━━━━━ SUPPLIED ENTRIES
//! # Flag module
//!
//! Module dedicated to message flags. A flag is a protocol-defined
//! message state bit. Unlike labels, the set of flags is finite and
//! fixed by the protocol, so parsing validates tokens against it.

use std::{fmt, result, str::FromStr};

use thiserror::Error;

use crate::label::Sign;

/// The global `Result` alias of the module.
pub type Result<T> = result::Result<T, Error>;

/// The global `Error` enum of the module.
#[derive(Debug, Error)]
pub enum Error {
    #[error("cannot parse flag {0}: not a valid IMAP flag")]
    ParseFlagError(String),
}

/// The message flag.
///
/// One of the fixed set of IMAP system flags. Arbitrary keywords are
/// deliberately not supported here: free-form classification goes
/// through labels instead.
#[derive(Clone, Copy, Debug, Eq, PartialEq, Hash, Ord, PartialOrd)]
pub enum Flag {
    /// The message has been read.
    Seen,

    /// The message has been answered.
    Answered,

    /// The message is marked for urgent or special attention.
    Flagged,

    /// The message is marked for removal by a later expunge.
    Deleted,

    /// The message is not complete yet.
    Draft,

    /// The message recently arrived in the folder.
    Recent,
}

impl Flag {
    /// All flags a specification token is validated against.
    pub const ALL: [Flag; 6] = [
        Flag::Seen,
        Flag::Answered,
        Flag::Flagged,
        Flag::Deleted,
        Flag::Draft,
        Flag::Recent,
    ];

    /// Returns the flag in its IMAP wire form, as used inside a
    /// `STORE x FLAGS (..)` list.
    pub fn to_imap_query(&self) -> &'static str {
        match self {
            Flag::Seen => "\\Seen",
            Flag::Answered => "\\Answered",
            Flag::Flagged => "\\Flagged",
            Flag::Deleted => "\\Deleted",
            Flag::Draft => "\\Draft",
            Flag::Recent => "\\Recent",
        }
    }
}

impl FromStr for Flag {
    type Err = Error;

    fn from_str(s: &str) -> Result<Self> {
        match s.trim() {
            seen if seen.eq_ignore_ascii_case("seen") => Ok(Flag::Seen),
            answered if answered.eq_ignore_ascii_case("answered") => Ok(Flag::Answered),
            flagged if flagged.eq_ignore_ascii_case("flagged") => Ok(Flag::Flagged),
            deleted if deleted.eq_ignore_ascii_case("deleted") => Ok(Flag::Deleted),
            draft if draft.eq_ignore_ascii_case("draft") => Ok(Flag::Draft),
            recent if recent.eq_ignore_ascii_case("recent") => Ok(Flag::Recent),
            unknown => Err(Error::ParseFlagError(unknown.to_string())),
        }
    }
}

impl fmt::Display for Flag {
    fn fmt(&self, f: &mut fmt::Formatter<'_>) -> fmt::Result {
        let flag = match self {
            Flag::Seen => "seen",
            Flag::Answered => "answered",
            Flag::Flagged => "flagged",
            Flag::Deleted => "deleted",
            Flag::Draft => "draft",
            Flag::Recent => "recent",
        };
        write!(f, "{flag}")
    }
}

/// The flag specification.
///
/// Similar to [`crate::label::LabelSpec`], except that the value is
/// validated against the fixed [`Flag`] set (case-insensitively) and
/// invalid tokens are rejected at parse time, before any connection
/// is made.
#[derive(Clone, Copy, Debug, Eq, PartialEq, Hash)]
pub struct FlagSpec {
    pub sign: Sign,
    pub flag: Flag,
}

impl FlagSpec {
    pub fn new(sign: Sign, flag: Flag) -> Self {
        Self { sign, flag }
    }

    pub fn is_add(&self) -> bool {
        self.sign == Sign::Add
    }

    pub fn is_remove(&self) -> bool {
        self.sign == Sign::Remove
    }
}

impl FromStr for FlagSpec {
    type Err = Error;

    fn from_str(token: &str) -> Result<Self> {
        let (sign, flag) = Sign::split_token(token);
        Ok(Self::new(sign, flag.parse()?))
    }
}

impl fmt::Display for FlagSpec {
    fn fmt(&self, f: &mut fmt::Formatter<'_>) -> fmt::Result {
        write!(f, "{}{}", self.sign, self.flag)
    }
}
//! # Label module
//!
//! Module dedicated to message labels. A label is a tag-like
//! classification attached to a message, distinct from its folder
//! location on providers that support multiple labels per message
//! (Gmail exposes them through the `X-GM-LABELS` extension).
//!
//! The main entity is the [`LabelSpec`]: a label name prefixed with
//! an optional sign, as given on the command line.

use std::{convert::Infallible, fmt, str::FromStr};

/// The Inbox system label.
pub const INBOX: &str = "\\Inbox";

/// The Trash system label.
pub const TRASH: &str = "\\Trash";

/// The action sign of a label or flag specification.
///
/// An unprefixed specification defaults to [`Sign::Add`].
#[derive(Clone, Copy, Debug, Default, Eq, PartialEq, Hash)]
pub enum Sign {
    /// The label or flag should be added to matching messages.
    #[default]
    Add,

    /// The label or flag should be removed from matching messages.
    Remove,
}

impl Sign {
    /// Strips a leading `+` or `-` from the given token and returns
    /// the sign it stands for together with the remainder.
    pub fn split_token(token: &str) -> (Sign, &str) {
        match token.strip_prefix('-') {
            Some(rest) => (Sign::Remove, rest),
            None => (Sign::Add, token.strip_prefix('+').unwrap_or(token)),
        }
    }
}

impl fmt::Display for Sign {
    fn fmt(&self, f: &mut fmt::Formatter<'_>) -> fmt::Result {
        match self {
            Sign::Add => write!(f, "+"),
            Sign::Remove => write!(f, "-"),
        }
    }
}

/// The label specification.
///
/// A label name together with the sign saying whether the label
/// should be added to or removed from matching messages. Parsing
/// never fails: any token is a valid label name once its optional
/// sign is stripped.
#[derive(Clone, Debug, Eq, PartialEq, Hash)]
pub struct LabelSpec {
    pub sign: Sign,
    pub name: String,
}

impl LabelSpec {
    pub fn new(sign: Sign, name: impl ToString) -> Self {
        Self {
            sign,
            name: name.to_string(),
        }
    }

    pub fn is_add(&self) -> bool {
        self.sign == Sign::Add
    }

    pub fn is_remove(&self) -> bool {
        self.sign == Sign::Remove
    }
}

impl From<&str> for LabelSpec {
    fn from(token: &str) -> Self {
        let (sign, name) = Sign::split_token(token);
        Self::new(sign, name)
    }
}

impl FromStr for LabelSpec {
    type Err = Infallible;

    fn from_str(token: &str) -> Result<Self, Infallible> {
        Ok(token.into())
    }
}

impl fmt::Display for LabelSpec {
    fn fmt(&self, f: &mut fmt::Formatter<'_>) -> fmt::Result {
        write!(f, "{}{}", self.sign, self.name)
    }
}
//! # Backend module
//!
//! Module dedicated to the mail server session. The main entity is
//! the [`MailSession`] trait: the narrow boundary the bulk filter
//! drives, covering folder listing and selection, searching, flag and
//! label mutation, deletion, expunge and envelope fetching.
//!
//! The only production implementation lives in [`imap`]: one blocking
//! IMAP connection, opened at startup and reused for the whole run.

pub mod imap;

use std::result;

use thiserror::Error;

use crate::{envelope::Envelopes, flag::Flag};

/// The message identifier within its selected folder.
pub type Uid = u32;

/// The global `Result` alias of the module.
pub type Result<T> = result::Result<T, Error>;

/// The global `Error` enum of the module.
#[derive(Debug, Error)]
pub enum Error {
    #[error("cannot build TLS connector")]
    CreateTlsConnectorError(#[from] native_tls::Error),
    #[error("cannot connect to {1}:{2}")]
    ConnectImapError(#[source] ::imap::Error, String, u16),
    #[error("cannot connect to {1}:{2}")]
    ConnectTcpError(#[source] std::io::Error, String, u16),
    #[error("cannot login to {1}")]
    LoginImapError(#[source] ::imap::Error, String),
    #[error("cannot get server capabilities")]
    GetCapabilitiesImapError(#[source] ::imap::Error),
    #[error("cannot list folders")]
    ListFoldersImapError(#[source] ::imap::Error),
    #[error("cannot select folder {1}")]
    SelectFolderImapError(#[source] ::imap::Error, String),
    #[error("cannot search messages")]
    SearchUidsImapError(#[source] ::imap::Error),
    #[error("cannot store {1} on messages")]
    StoreImapError(#[source] ::imap::Error, String),
    #[error("cannot fetch envelopes")]
    FetchEnvelopesImapError(#[source] ::imap::Error),
    #[error("cannot fetch labels")]
    FetchLabelsImapError(#[source] ::imap::Error),
    #[error("cannot expunge selected folder")]
    ExpungeImapError(#[source] ::imap::Error),
    #[error("cannot logout")]
    LogoutImapError(#[source] ::imap::Error),
}

/// The mail server session the bulk filter runs against.
///
/// Mutation calls take the UID chunk they apply to; expunge commits
/// all pending deletions of the selected folder, it is not scoped to
/// a chunk. Implementations do not retry: any error propagates to the
/// caller as is.
pub trait MailSession {
    /// Lists the names of all selectable folders of the account.
    fn list_folders(&mut self) -> Result<Vec<String>>;

    /// Selects the given folder for the following calls.
    fn select_folder(&mut self, folder: &str) -> Result<()>;

    /// Searches all messages of the selected folder. UIDs are
    /// returned in ascending order.
    fn search_all(&mut self) -> Result<Vec<Uid>>;

    /// Searches messages of the selected folder matching the given
    /// provider query. UIDs are returned in ascending order.
    fn search_query(&mut self, query: &str) -> Result<Vec<Uid>>;

    /// Adds the given flags to the given messages. An empty flag list
    /// is a valid no-op.
    fn add_flags(&mut self, uids: &[Uid], flags: &[Flag]) -> Result<()>;

    /// Removes the given flags from the given messages. An empty flag
    /// list is a valid no-op.
    fn remove_flags(&mut self, uids: &[Uid], flags: &[Flag]) -> Result<()>;

    /// Adds the given labels to the given messages. An empty label
    /// list is a valid no-op.
    fn add_labels(&mut self, uids: &[Uid], labels: &[String]) -> Result<()>;

    /// Removes the given labels from the given messages. An empty
    /// label list is a valid no-op.
    fn remove_labels(&mut self, uids: &[Uid], labels: &[String]) -> Result<()>;

    /// Marks the given messages for deletion.
    fn delete_messages(&mut self, uids: &[Uid]) -> Result<()>;

    /// Permanently commits all deletions marked on the selected
    /// folder so far.
    fn expunge(&mut self) -> Result<()>;

    /// Fetches envelope and label metadata for the given messages.
    fn fetch_envelopes(&mut self, uids: &[Uid]) -> Result<Envelopes>;

    /// Closes the session.
    fn logout(&mut self) -> Result<()>;
}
━━━━━━━━━━
Copy every line of the material in which the word "Seen" occurs.

    Seen,
        Flag::Seen,
            Flag::Seen => "\\Seen",
            seen if seen.eq_ignore_ascii_case("seen") => Ok(Flag::Seen),
            Flag::Seen => "seen",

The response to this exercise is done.